Bad Ghibli

pirate wires #137 // an openAI update ghiblifies the world, “ethical questions” raised, and the white house social media team innovates within the form (a fascinating disaster)
Mike Solana

Subscribe to Mike Solana

Loading the Elevenlabs Text to Speech AudioNative Player...

To slop or not to slop. It was one of those days on the internet. Last week, after the introduction of Open AI’s 4o model enabled advanced image generation in ChatGPT, users quickly discovered they could generate a picture of… well, almost anything they wanted. And what they wanted most of all, at least in those very early hours with their newfound superpower, was to feed GPT real pictures of themselves, their loved ones, and various historical and cultural touchstones, and to have their friendly neighborhood superintelligence turn them into anime characters reminiscent of Studio Ghibli, a famous and beloved Japanese animation studio. After the first few Ghibli girlfriends went viral, everyone had to have one, and a classically presenting memetic explosion followed. For just about 24 hours, X — the first platform where users explored the new tool — set aside the culture war, the Tesla firebombings, and the collapse of globalization to share a lot of this:

@Aella_Girl

@Liv_Boeree

To date, almost all the images I’ve seen have been technically impressive, beautiful, and evocative.
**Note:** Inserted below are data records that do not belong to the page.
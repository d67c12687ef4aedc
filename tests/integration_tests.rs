//! Integration tests for the complete Lakeland migration
//!
//! These tests run the whole pipeline over Airtable exports written to a
//! temporary directory:
//! - export files → validation → v4 records → JSON output
//! - determinism across runs
//! - schema drift stopping dependent tables
//!
//! Run with: cargo test --test integration_tests

use std::path::Path;

use lakeland_migrate::{
    run_migration, write_outputs, MigrationConfig, MigrationOutcome, TableStatus,
    REPORT_FILE_NAME,
};
use lakeland_model::{DestinationTable, EntityRecord, SourceTable};
use serde_json::{json, Value};
use tempfile::tempdir;

// ============================================================================
// Fixtures
// ============================================================================

const CREATED: &str = "2021-02-14T18:03:11.000Z";

fn entities() -> Value {
    json!([
        {
            "Name": "Alice Greene",
            "Entity Category": "Person",
            "Date of Birth": "1931",
            "Accessions (as Donor)": ["recA1"],
            "Linked Oral Histories (as Interviewer)": ["recI1"],
            "Source Code": "LCHP-P-12",
            "airtable_createdTime": CREATED,
            "airtable_id": "recE1"
        },
        {
            "Name": "Lakeland Community Center",
            "Entity Category": "Place",
            "Address": "9601 Lakeland Rd",
            "Latitude": 38.9961,
            "Longitude": "-76.9277",
            "airtable_createdTime": CREATED,
            "airtable_id": "recE2"
        },
        {
            "Name": "Robert Brown",
            "Entity Category": "Person",
            "airtable_createdTime": CREATED,
            "airtable_id": "recE3"
        }
    ])
}

fn subjects() -> Value {
    json!([
        {
            "Name": "Urban Renewal",
            "Subject Category": "Topic",
            "Items": ["recI1"],
            "airtable_createdTime": CREATED,
            "airtable_id": "recS1"
        }
    ])
}

fn relationships() -> Value {
    json!([
        {
            "Name": "Alice Greene attended Lakeland Community Center",
            "Entity 1": ["recE1"],
            "Entity 2": ["recE2"],
            "Relationship Type": "attended",
            "Start Date": "1950",
            "airtable_createdTime": CREATED,
            "airtable_id": "recR1"
        },
        {
            "Name": "dangling",
            "Entity 1": ["recE1"],
            "Entity 2": ["recE404"],
            "Relationship Type": "knows",
            "airtable_createdTime": CREATED,
            "airtable_id": "recR2"
        }
    ])
}

fn accessions() -> Value {
    json!([
        {
            "ID": "LCHP-A-2019-001",
            "Date of Donation": "2019-06-01",
            "Donor Name (Form Entry)": "Alice Greene",
            "Donor Name (Linked)": ["recE1"],
            "Files": ["recF1", "recF2"],
            "# Files": 2,
            "Donation Grouping Title": "Greene family papers",
            "Legacy ID-UMD": "UMD-0001",
            "LDT Check (Temp)": "checked",
            "airtable_createdTime": CREATED,
            "airtable_id": "recA1"
        }
    ])
}

fn files() -> Value {
    json!([
        {
            "ID": "LCHP-F-0001",
            "Accession": ["recA1"],
            "File Path": "\"Photos/Greene/img1.jpg\",\"Documents/scan2.pdf\"",
            "File Format": ["image/jpeg"],
            "Part of Item": "LCHP-I-0001",
            "airtable_createdTime": CREATED,
            "airtable_id": "recF1"
        },
        {
            "ID": "LCHP-F-0002",
            "Donation Grouping": ["recA1"],
            "File Path": "NO FILE",
            "Virtual Location": "lakeland://oral-histories/greene.mp3",
            "airtable_createdTime": CREATED,
            "airtable_id": "recF2"
        },
        {
            "ID": "LCHP-F-0003",
            "Accession": ["recA1"],
            "File Path": "abc123/frame001.tif",
            "Part of Item": "recI1",
            "airtable_createdTime": CREATED,
            "airtable_id": "recF3"
        }
    ])
}

fn items() -> Value {
    json!([
        {
            "ID": "LCHP-I-0001",
            "Legacy ID-UMD": "UMD-I-0001",
            "Files": ["recF1", "recF2"],
            "Accession": ["recA1"],
            "Title": "Oral history with Alice Greene",
            "Date Created": "1998-07-04",
            "Category": ["Oral History", "Audio"],
            "Subjects": ["recS1"],
            "Interviewee(s)": ["recE3"],
            "Linked Places/Orgs": ["recE2"],
            "Lakeland Book Page": 12,
            "Lakeland Book": true,
            "airtable_createdTime": CREATED,
            "airtable_id": "recI1"
        },
        {
            "ID": ["LCHP-I-0002", "LCHP-I-0002b"],
            "Legacy ID-UMD": "",
            "Files": [],
            "airtable_createdTime": CREATED,
            "airtable_id": "recI2"
        }
    ])
}

fn write_exports(dir: &Path, overrides: &[(&str, Value)]) {
    let defaults = [
        ("Entities.json", entities()),
        ("subjects.json", subjects()),
        ("relationships.json", relationships()),
        ("accessions.json", accessions()),
        ("files.json", files()),
        ("items.json", items()),
    ];
    for (name, rows) in defaults {
        let rows = overrides
            .iter()
            .find(|(n, _)| *n == name)
            .map(|(_, v)| v.clone())
            .unwrap_or(rows);
        std::fs::write(dir.join(name), serde_json::to_string_pretty(&rows).unwrap()).unwrap();
    }
}

fn run(dir: &Path, parallel: bool) -> MigrationOutcome {
    let config = MigrationConfig {
        input_dir: dir.to_path_buf(),
        output_dir: dir.join("out"),
        parallel_validation: parallel,
        ..Default::default()
    };
    run_migration(&config).expect("migration runs")
}

fn names(list: &[EntityRecord]) -> Vec<&str> {
    list.iter().map(|e| e.name.as_str()).collect()
}

// ============================================================================
// Full run
// ============================================================================

#[test]
fn test_full_run_builds_every_destination_table() {
    let dir = tempdir().unwrap();
    write_exports(dir.path(), &[]);
    let outcome = run(dir.path(), false);
    let records = &outcome.records;

    assert!(!outcome.report.has_failures());
    assert_eq!(records.entities.len(), 3);
    assert_eq!(records.person_admin.len(), 2);
    assert_eq!(records.locations.len(), 1);
    assert_eq!(records.subjects.len(), 1);
    assert_eq!(records.entity_relationships.len(), 1);
    assert_eq!(records.donation_groupings.len(), 1);
    assert_eq!(records.files.len(), 3);
    assert_eq!(records.items.len(), 1);
    assert_eq!(records.item_legacy_info.len(), 1);
    assert_eq!(records.item_admin.len(), 1);

    let grouping = &records.donation_groupings[0];
    assert_eq!(grouping.idno, "LCHP-A-2019-001");
    assert_eq!(grouping.legacy_idno, "UMD-0001");
    assert_eq!(names(&grouping.linked_donors), vec!["Alice Greene"]);

    let location = &records.locations[0];
    assert_eq!(location.latitude, Some(38.9961));
    assert_eq!(location.longitude, Some(-76.9277));

    let file = &records.files[0];
    assert_eq!(file.donation_grouping_id, "LCHP-A-2019-001");
    assert_eq!(file.file_format, "image/jpeg");
    assert_eq!(file.locations.len(), 2);
    assert!(file.locations[0].ends_with("LCHP Accession 2021/Photos/Greene/img1.jpg"));
    assert!(file.locations[1].ends_with("LCHP Accession 2021/Documents/scan2.pdf"));
    // `NO FILE` drops the virtual location as well.
    assert!(records.files[1].locations.is_empty());
    assert_eq!(records.files[1].donation_grouping_id, "LCHP-A-2019-001");
    assert!(records.files[2].locations[0].contains("2019 Digitization Event"));

    // Listed by the item, or pointing at it through "Part of Item".
    let item_ids: Vec<&str> = records.files.iter().map(|f| f.item_id.as_str()).collect();
    assert_eq!(item_ids, vec!["LCHP-I-0001", "LCHP-I-0001", "LCHP-I-0001"]);

    let item = &records.items[0];
    assert_eq!(item.creation_year, Some(1998));
    assert_eq!(item.categories, vec!["Oral History", "Audio"]);
    assert_eq!(item.linked_files, vec!["LCHP-F-0001", "LCHP-F-0002"]);
    assert_eq!(item.linked_subjects[0].name, "Urban Renewal");
    assert_eq!(
        names(&item.linked_entities),
        vec!["Lakeland Community Center", "Robert Brown", "Alice Greene"]
    );
    assert_eq!(names(&item.linked_entities_as_interviewees), vec!["Robert Brown"]);

    let legacy = &records.item_legacy_info[0];
    assert_eq!(legacy.linked_item, "LCHP-I-0001");
    assert_eq!(
        legacy.legacy_associated_filenames,
        vec!["img1.jpg", "scan2.pdf"]
    );
    let admin = &records.item_admin[0];
    assert_eq!(admin.lakeland_book_page, Some(12));
    assert!(admin.lakeland_book);
    assert!(!admin.remove);
}

#[test]
fn test_item_with_donor_and_interviewer_roles_lists_entity_in_both() {
    let dir = tempdir().unwrap();
    write_exports(dir.path(), &[]);
    let outcome = run(dir.path(), false);
    let item = &outcome.records.items[0];

    assert_eq!(names(&item.linked_entities_as_donors), vec!["Alice Greene"]);
    assert_eq!(names(&item.linked_entities_as_interviewers), vec!["Alice Greene"]);
    assert!(names(&item.linked_entities).contains(&"Alice Greene"));
}

#[test]
fn test_row_and_reference_problems_are_reported_not_fatal() {
    let dir = tempdir().unwrap();
    write_exports(dir.path(), &[]);
    let report = run(dir.path(), false).report;

    let items = report.table(SourceTable::Items).unwrap();
    assert!(items.status.is_completed());
    assert_eq!(items.input_rows, 2);
    assert_eq!(items.validated, 1);
    assert_eq!(items.record_errors.len(), 1);
    assert_eq!(items.record_errors[0].external_id, "recI2");
    assert!(items.record_errors[0].hint.starts_with("(Item)"));

    let relationships = report.table(SourceTable::Relationships).unwrap();
    assert_eq!(relationships.build_errors.len(), 1);
    assert_eq!(relationships.unresolved.len(), 1);
    assert_eq!(relationships.unresolved[0].target_id, "recE404");

    for table in &report.tables {
        assert_eq!(
            table.input_rows,
            table.validated + table.record_errors.len(),
            "{}",
            table.table
        );
    }
}

#[test]
fn test_outputs_written_per_destination_table() {
    let dir = tempdir().unwrap();
    write_exports(dir.path(), &[]);
    let outcome = run(dir.path(), false);
    let out = dir.path().join("out");
    write_outputs(&outcome, &out).unwrap();

    for table in DestinationTable::ALL {
        let text = std::fs::read_to_string(out.join(table.file_name())).unwrap();
        let rows: Value = serde_json::from_str(&text).unwrap();
        assert_eq!(rows.as_array().unwrap().len(), outcome.records.len(table));
    }

    let items: Value =
        serde_json::from_str(&std::fs::read_to_string(out.join("items.json")).unwrap()).unwrap();
    assert_eq!(items[0]["external_id"], "recI1");
    assert!(items[0]["provenance_fingerprint"]
        .as_str()
        .unwrap()
        .starts_with("provfnv1a64:"));

    let report: Value =
        serde_json::from_str(&std::fs::read_to_string(out.join(REPORT_FILE_NAME)).unwrap())
            .unwrap();
    assert_eq!(report["tables"].as_array().unwrap().len(), 6);
}

// ============================================================================
// Determinism
// ============================================================================

#[test]
fn test_rerun_produces_identical_records() {
    let dir = tempdir().unwrap();
    write_exports(dir.path(), &[]);
    let first = run(dir.path(), false);
    let second = run(dir.path(), false);
    let parallel = run(dir.path(), true);

    assert_eq!(first.records, second.records);
    assert_eq!(first.records, parallel.records);
    for table in DestinationTable::ALL {
        assert_eq!(
            first.records.table_json(table).unwrap(),
            second.records.table_json(table).unwrap()
        );
    }
}

// ============================================================================
// Schema drift
// ============================================================================

#[test]
fn test_schema_drift_fails_table_and_skips_dependents() {
    let dir = tempdir().unwrap();
    let mut drifted = files();
    drifted[2]["Scanner Operator"] = json!("jd");
    write_exports(dir.path(), &[("files.json", drifted)]);

    let outcome = run(dir.path(), false);
    let report = &outcome.report;
    assert!(report.has_failures());

    match &report.table(SourceTable::Files).unwrap().status {
        TableStatus::Failed { reason } => assert!(reason.contains("Scanner Operator")),
        other => panic!("files should fail, got {other:?}"),
    }
    assert_eq!(
        report.table(SourceTable::Items).unwrap().status,
        TableStatus::Skipped {
            blocked_by: vec![SourceTable::Files]
        }
    );
    for independent in [
        SourceTable::Entities,
        SourceTable::Subjects,
        SourceTable::Relationships,
        SourceTable::Accessions,
    ] {
        assert!(report.table(independent).unwrap().status.is_completed());
    }
    assert!(outcome.records.files.is_empty());
    assert!(outcome.records.items.is_empty());
    assert_eq!(outcome.records.donation_groupings.len(), 1);
}

#[test]
fn test_missing_export_is_an_empty_table() {
    let dir = tempdir().unwrap();
    write_exports(dir.path(), &[]);
    std::fs::remove_file(dir.path().join("subjects.json")).unwrap();

    let outcome = run(dir.path(), false);
    assert!(!outcome.report.has_failures());
    assert_eq!(outcome.report.table(SourceTable::Subjects).unwrap().input_rows, 0);

    let item = &outcome.records.items[0];
    assert!(item.linked_subjects.is_empty());
    let unresolved = &outcome.report.table(SourceTable::Items).unwrap().unresolved;
    assert_eq!(unresolved.len(), 1);
    assert_eq!(unresolved[0].target_table, SourceTable::Subjects);
}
More importantly, they’re unambiguously much better at depicting a prompt request than ever before. There’s no really good way to describe this other than I used to ask GPT for an illustration of some very specific thing, and GPT would invent something that looked nice, but only seemed inspired by my prompt — and, most of the time, only vaguely. Now, GPT creates images in detail I didn’t even realize I requested. For example, I write “Ghibli this photo,” and it shows me Ghibli in quality I can not even properly verbalize, let alone produce myself. The feeling was something like suddenly singing in a brilliant voice. We were all, for the day, artists. Or, that is what it felt like.

Naturally, with this much fun happening on the internet, it was only a matter of time before the endemically miserable Bluesky natives, and the perpetually mindless Threadizens, joined the fray and found a reason to be angry. It was time to ask the “ethical questions.”

Does a beloved form of art lose its value once it’s easily mass produced? Is Ghiblifying an image — or Disneyfying, or Muppetfying — a form of stealing, actually, given the model was clearly trained on actual films, is now being asked to produce art exactly like them, and is not only following the prompts correctly, but at scale? Then (evergreen) what will happen to the jobs? And, a more spiritual concern perhaps, will young people ever learn to animate by hand again? As a kid, I spent hundreds of hours sketching my favorite comic book characters, and then characters of my own. I can’t explain it in any kind of rational language, but the thought of our world without children learning to draw just makes me kind of sad. Are there negative externalities here we aren’t considering?

Yeah, there are probably a lot of dangerous things we aren’t considering. But for every challenging question posed by advanced image generation, there are obviously gifts that would have felt to me, as that young kid who wanted to create his own comic books, a miracle. My art was good but never great (I didn’t have the patience), and my search for an artist — which extended into my early 20s — failed. Had I just been able to collaborate with GPT, I’d likely still be making comic books.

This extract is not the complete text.